First off, whales breach only temporarily. Gravity sees to that. So, it takes great energy to breach as an article by Alexander J. Werth and Charles L. Lemon of Hampden-Sydney College reveals. Werth and Lemon report on a study by Paolo Segre et al. on the energy required to breach. “A 15-meter humpback whale…can expend as much energy as a 60-kilogram human would during a marathon…Segre et al. therefore contend that a breach may represent the ‘most expensive burst maneuver’ in all of nature, pushing the boundaries of muscular performance and providing an honest signal of a whale’s general health.”*.
 
Yeah. Those people you see running through the park and exercising are generally saying, especially if they are young and single, “Hey, look at me.

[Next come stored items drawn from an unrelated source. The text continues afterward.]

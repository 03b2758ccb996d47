//! Framed message codec.
//!
//! Frames carry a fixed 24-byte header followed by the payload:
//! - 4 bytes: network magic (identifier, little-endian)
//! - 12 bytes: NUL-padded ASCII command
//! - 4 bytes: little-endian payload length
//! - 4 bytes: checksum, first four bytes of SHA256(SHA256(payload))

use bytes::{Buf, BufMut, BytesMut};
use sha2::{Digest, Sha256};
use tokio_util::codec::{Decoder, Encoder};

use crate::config::MAX_PAYLOAD_SIZE;
use crate::error::{P2pError, P2pResult};
use crate::wire::{self, Message, NetworkAddress, VersionMessage};

/// Header size: magic + command + length + checksum.
const HEADER_SIZE: usize = 24;

/// Command field width.
const COMMAND_SIZE: usize = 12;

fn checksum(payload: &[u8]) -> [u8; 4] {
    let first = Sha256::digest(payload);
    let second = Sha256::digest(first);
    let mut out = [0u8; 4];
    out.copy_from_slice(&second[..4]);
    out
}

/// A parsed frame header, pending its payload.
#[derive(Debug)]
struct Header {
    command: String,
    length: usize,
    checksum: [u8; 4],
}

/// Codec for framed protocol messages.
#[derive(Debug)]
pub struct MessageCodec {
    /// Expected frame magic.
    magic: [u8; 4],
    /// Header of the frame currently being read.
    current: Option<Header>,
}

impl MessageCodec {
    /// Create a codec for a network magic.
    pub fn new(magic: [u8; 4]) -> Self {
        Self {
            magic,
            current: None,
        }
    }

    fn decode_header(&self, src: &mut BytesMut) -> P2pResult<Header> {
        let magic: [u8; 4] = src[0..4].try_into().expect("slice length checked");
        if magic != self.magic {
            return Err(P2pError::BadStream(format!(
                "invalid magic: expected {:02x?}, got {:02x?}",
                self.magic, magic
            )));
        }

        let raw_command = &src[4..4 + COMMAND_SIZE];
        let end = raw_command
            .iter()
            .position(|&b| b == 0)
            .unwrap_or(COMMAND_SIZE);
        let command = std::str::from_utf8(&raw_command[..end])
            .map_err(|_| P2pError::BadStream("non-ascii command".to_string()))?
            .to_string();

        let length =
            u32::from_le_bytes(src[16..20].try_into().expect("slice length checked")) as usize;
        if length > MAX_PAYLOAD_SIZE {
            return Err(P2pError::BadStream(format!(
                "payload too large: {} bytes (max {})",
                length, MAX_PAYLOAD_SIZE
            )));
        }

        let checksum: [u8; 4] = src[20..24].try_into().expect("slice length checked");

        src.advance(HEADER_SIZE);
        Ok(Header {
            command,
            length,
            checksum,
        })
    }

    fn decode_payload(command: &str, payload: &[u8]) -> P2pResult<Message> {
        let message = match command {
            "version" => Message::Version(wire::deserialize::<VersionMessage>(payload)?),
            "verack" => Message::Verack,
            "ping" => Message::Ping(wire::deserialize::<u64>(payload)?),
            "pong" => Message::Pong(wire::deserialize::<u64>(payload)?),
            "getaddr" => Message::GetAddresses,
            "addr" => Message::Addresses(wire::deserialize::<Vec<NetworkAddress>>(payload)?),
            other => Message::Unknown {
                command: other.to_string(),
                payload: payload.to_vec(),
            },
        };
        Ok(message)
    }

    fn encode_payload(message: &Message) -> P2pResult<Vec<u8>> {
        match message {
            Message::Version(v) => wire::serialize(v),
            Message::Verack | Message::GetAddresses => Ok(Vec::new()),
            Message::Ping(n) | Message::Pong(n) => wire::serialize(n),
            Message::Addresses(list) => wire::serialize(list),
            Message::Unknown { payload, .. } => Ok(payload.clone()),
        }
    }
}

impl Decoder for MessageCodec {
    type Item = Message;
    type Error = P2pError;

    fn decode(&mut self, src: &mut BytesMut) -> P2pResult<Option<Self::Item>> {
        if self.current.is_none() {
            if src.len() < HEADER_SIZE {
                return Ok(None);
            }
            self.current = Some(self.decode_header(src)?);
        }

        let header = self.current.as_ref().expect("header just set");
        if src.len() < header.length {
            src.reserve(header.length - src.len());
            return Ok(None);
        }

        let header = self.current.take().expect("header present");
        let payload = src.split_to(header.length);

        if checksum(&payload) != header.checksum {
            return Err(P2pError::BadStream(format!(
                "checksum mismatch on '{}'",
                header.command
            )));
        }

        Self::decode_payload(&header.command, &payload).map(Some)
    }
}

impl Encoder<Message> for MessageCodec {
    type Error = P2pError;

    fn encode(&mut self, message: Message, dst: &mut BytesMut) -> P2pResult<()> {
        let command = message.command();
        if command.len() > COMMAND_SIZE || !command.is_ascii() {
            return Err(P2pError::BadStream(format!("invalid command '{}'", command)));
        }

        let payload = Self::encode_payload(&message)?;
        if payload.len() > MAX_PAYLOAD_SIZE {
            return Err(P2pError::BadStream(format!(
                "payload too large: {} bytes (max {})",
                payload.len(),
                MAX_PAYLOAD_SIZE
            )));
        }

        dst.reserve(HEADER_SIZE + payload.len());
        dst.put_slice(&self.magic);

        let mut name = [0u8; COMMAND_SIZE];
        name[..command.len()].copy_from_slice(command.as_bytes());
        dst.put_slice(&name);

        dst.put_u32_le(payload.len() as u32);
        dst.put_slice(&checksum(&payload));
        dst.put_slice(&payload);

        Ok(())
    }
}

#[cfg(test)]
mod tests {
    use super::*;
    use crate::config::Settings;
    use crate::wire::unix_time;

    fn codec() -> MessageCodec {
        MessageCodec::new(Settings::mainnet().magic())
    }

    fn version() -> VersionMessage {
        VersionMessage {
            protocol_version: crate::config::PROTOCOL_VERSION,
            services: 1,
            timestamp: unix_time() as u64,
            receiver: NetworkAddress::new("203.0.113.9".parse().unwrap(), 7333, 0),
            sender: NetworkAddress::unspecified(1),
            nonce: 0xdead_beef,
            user_agent: "/galena-p2p:0.1.0/".to_string(),
            start_height: 812_000,
            relay: true,
        }
    }

    #[test]
    fn test_roundtrip_version() {
        let mut codec = codec();
        let original = Message::Version(version());

        let mut buf = BytesMut::new();
        codec.encode(original.clone(), &mut buf).unwrap();

        let decoded = codec.decode(&mut buf).unwrap().unwrap();
        assert_eq!(decoded, original);
        assert!(buf.is_empty());
    }

    #[test]
    fn test_roundtrip_addresses() {
        let mut codec = codec();
        let list = vec![
            NetworkAddress::new("203.0.113.1".parse().unwrap(), 7333, 1),
            NetworkAddress::new("2001:db8::1".parse().unwrap(), 7333, 1),
        ];
        let original = Message::Addresses(list);

        let mut buf = BytesMut::new();
        codec.encode(original.clone(), &mut buf).unwrap();
        assert_eq!(codec.decode(&mut buf).unwrap().unwrap(), original);
    }

    #[test]
    fn test_unknown_command_passes_through() {
        let mut codec = codec();
        let original = Message::Unknown {
            command: "inv".to_string(),
            payload: vec![9, 8, 7],
        };

        let mut buf = BytesMut::new();
        codec.encode(original.clone(), &mut buf).unwrap();
        assert_eq!(codec.decode(&mut buf).unwrap().unwrap(), original);
    }

    #[test]
    fn test_partial_frame_waits() {
        let mut codec = codec();
        let mut buf = BytesMut::new();
        codec.encode(Message::Ping(7), &mut buf).unwrap();

        // Header plus two payload bytes: not decodable yet.
        let mut partial = buf.split_to(HEADER_SIZE + 2);
        assert!(codec.decode(&mut partial).unwrap().is_none());

        partial.unsplit(buf);
        assert_eq!(
            codec.decode(&mut partial).unwrap().unwrap(),
            Message::Ping(7)
        );
    }

    #[test]
    fn test_wrong_magic_rejected() {
        let mut encoder = MessageCodec::new([0xff; 4]);
        let mut buf = BytesMut::new();
        encoder.encode(Message::Verack, &mut buf).unwrap();

        let mut decoder = codec();
        assert!(matches!(
            decoder.decode(&mut buf),
            Err(P2pError::BadStream(_))
        ));
    }

    #[test]
    fn test_corrupt_checksum_rejected() {
        let mut codec = codec();
        let mut buf = BytesMut::new();
        codec.encode(Message::Ping(7), &mut buf).unwrap();

        let last = buf.len() - 1;
        buf[last] ^= 0xff;
        assert!(matches!(codec.decode(&mut buf), Err(P2pError::BadStream(_))));
    }

    #[test]
    fn test_oversized_length_rejected() {
        let mut codec = codec();
        let mut buf = BytesMut::new();
        buf.put_slice(&Settings::mainnet().magic());
        buf.put_slice(&[0u8; COMMAND_SIZE]);
        buf.put_u32_le((MAX_PAYLOAD_SIZE + 1) as u32);
        buf.put_slice(&[0u8; 4]);

        assert!(matches!(codec.decode(&mut buf), Err(P2pError::BadStream(_))));
    }

    #[test]
    fn test_back_to_back_frames() {
        let mut codec = codec();
        let mut buf = BytesMut::new();
        codec.encode(Message::Ping(1), &mut buf).unwrap();
        codec.encode(Message::Pong(1), &mut buf).unwrap();
        codec.encode(Message::GetAddresses, &mut buf).unwrap();

        assert_eq!(codec.decode(&mut buf).unwrap().unwrap(), Message::Ping(1));
        assert_eq!(codec.decode(&mut buf).unwrap().unwrap(), Message::Pong(1));
        assert_eq!(
            codec.decode(&mut buf).unwrap().unwrap(),
            Message::GetAddresses
        );
        assert!(buf.is_empty());
    }
}
//! Hosts file persistence.
//!
//! The pool is stored as versioned JSON and replaced atomically on save
//! (write to a temporary file, then rename).

use std::net::IpAddr;
use std::path::Path;

use serde::{Deserialize, Serialize};
use tokio::fs;
use tokio::io::AsyncWriteExt;

use crate::error::{P2pError, P2pResult};
use crate::wire::NetworkAddress;

/// Current hosts file format version.
const FORMAT_VERSION: u32 = 1;

/// On-disk form of the host pool.
#[derive(Debug, Serialize, Deserialize)]
struct HostsFile {
    version: u32,
    hosts: Vec<HostRecord>,
}

/// One persisted address record.
#[derive(Debug, Serialize, Deserialize)]
struct HostRecord {
    ip: IpAddr,
    port: u16,
    services: u64,
    timestamp: u32,
}

impl From<&NetworkAddress> for HostRecord {
    fn from(addr: &NetworkAddress) -> Self {
        Self {
            ip: addr.ip,
            port: addr.port,
            services: addr.services,
            timestamp: addr.timestamp,
        }
    }
}

impl From<HostRecord> for NetworkAddress {
    fn from(record: HostRecord) -> Self {
        Self {
            ip: record.ip,
            port: record.port,
            services: record.services,
            timestamp: record.timestamp,
        }
    }
}

/// Read the persisted address list. A missing file reads as empty.
pub async fn load(path: &Path) -> P2pResult<Vec<NetworkAddress>> {
    if !path.exists() {
        return Ok(Vec::new());
    }

    let contents = fs::read_to_string(path).await?;
    let file: HostsFile = serde_json::from_str(&contents)
        .map_err(|e| P2pError::FileSystem(format!("malformed hosts file: {}", e)))?;

    if file.version != FORMAT_VERSION {
        return Err(P2pError::FileSystem(format!(
            "unsupported hosts file version {}",
            file.version
        )));
    }

    Ok(file.hosts.into_iter().map(NetworkAddress::from).collect())
}

/// Write the address list, replacing the file atomically.
pub async fn save(path: &Path, addrs: &[NetworkAddress]) -> P2pResult<()> {
    let file = HostsFile {
        version: FORMAT_VERSION,
        hosts: addrs.iter().map(HostRecord::from).collect(),
    };
    let contents = serde_json::to_string_pretty(&file)
        .map_err(|e| P2pError::FileSystem(format!("encoding hosts file: {}", e)))?;

    let temp_path = path.with_extension("tmp");
    let mut temp = fs::File::create(&temp_path).await?;
    temp.write_all(contents.as_bytes()).await?;
    temp.sync_all().await?;
    drop(temp);

    fs::rename(&temp_path, path).await?;
    Ok(())
}

#[cfg(test)]
mod tests {
    use super::*;
    use tempfile::tempdir;

    fn addr(s: &str, timestamp: u32) -> NetworkAddress {
        let socket: std::net::SocketAddr = s.parse().unwrap();
        let mut addr = NetworkAddress::from_socket(socket, 1);
        addr.timestamp = timestamp;
        addr
    }

    #[tokio::test]
    async fn test_roundtrip_preserves_records() {
        let dir = tempdir().unwrap();
        let path = dir.path().join("hosts.json");

        let original = vec![
            addr("203.0.113.1:7333", 100),
            addr("[2001:db8::1]:7333", 200),
        ];
        save(&path, &original).await.unwrap();

        let loaded = load(&path).await.unwrap();
        assert_eq!(loaded, original);
        assert_eq!(loaded[1].timestamp, 200);
    }

    #[tokio::test]
    async fn test_missing_file_loads_empty() {
        let dir = tempdir().unwrap();
        let loaded = load(&dir.path().join("absent.json")).await.unwrap();
        assert!(loaded.is_empty());
    }

    #[tokio::test]
    async fn test_malformed_file_is_an_error() {
        let dir = tempdir().unwrap();
        let path = dir.path().join("hosts.json");
        fs::write(&path, b"not json").await.unwrap();

        assert!(matches!(
            load(&path).await,
            Err(P2pError::FileSystem(_))
        ));
    }

    #[tokio::test]
    async fn test_save_replaces_previous_contents() {
        let dir = tempdir().unwrap();
        let path = dir.path().join("hosts.json");

        save(&path, &[addr("203.0.113.1:7333", 1)]).await.unwrap();
        save(&path, &[addr("203.0.113.2:7333", 2)]).await.unwrap();

        let loaded = load(&path).await.unwrap();
        assert_eq!(loaded.len(), 1);
        assert_eq!(loaded[0].port, 7333);
        assert_eq!(loaded[0].ip, "203.0.113.2".parse::<IpAddr>().unwrap());
    }
}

I’m a catch because I’m healthy.” Or as Werth and Lemon report, “One juvenile humpback breached 52 times I just over four hours.” And that’s probably why thousands of spring breakers left the safe confines of their Covid-19-free homes to jump on beaches. Just the young doing what the young do, right? Showing off and simultaneously expressing through some breaching and beaching.
 
But the young aren’t, as you know, the only ones who have a desire to breach. Admit it, staying in the home waters is difficult. Now you know what your pet fish experience when they run into the aquarium glass and find themselves dependent on the supply chain of fish food flakes. “Oh, if only I could breach.” So, even the most mature of adults can feel the need for some breaching, even some that would require far less energy than running a marathon.
 
So, if there’s a safe isolated space to breach, by all means breach. But there is one more type of breaching, one that is especially needed during this time of 24/7 yak-yak yada-yada stuff by TV commentators seeking a reason to justify their jobs while others sit idly and when they are not saying “Social distance, and wash your hands” or “It’s Trump’s fault,” as they look for a scapegoat or for political gain. And that other kind of breaching is an intellectual one. Maybe staying in the aquarium gives you a chance to explore your inner world to find that it is larger than you imagined. This pandemic event gives you a time to explore what you might previously have left unobserved or unlearned.
 
Let me switch from ocean to galaxy to make the point. Seems that we live in a bigger fish bowl than we thought. The Milky Way, according to a new measurement by Alis Deason and colleagues at Durham University, is not a mere 100,000 light-years across as older astronomy texts commonly state. Rather, it is 1.9 million light-years, especially when one takes into account the galaxy’s dark matter.** And its disk of stars, the visible, ordinary matter, is a wide 120,000 light-years in diameter. Imagine, ever since Hubble discovered that we live in an island universe called the Milky Way, subsequent astronomers determined its diameter at 20,000 fewer light-years. Seems, as I wrote above, you have farther to swim till you hit the astronomical aquarium glass. In other words, there is more inside and the inside is bigger than you might have previously thought.
 
You have more to explore before you need to breach. Your personal ocean and galaxy are big.  
 
*Werth, Alexander J. and Charles L. Lemon. Animal Behavior: Whale breaching says it loud and clear. eLife. 11 Mar 2020. DOI: 10.7554eLife.55722,  Online at https://elifesciences.org/articles/55722  Accessed March 23, 2020.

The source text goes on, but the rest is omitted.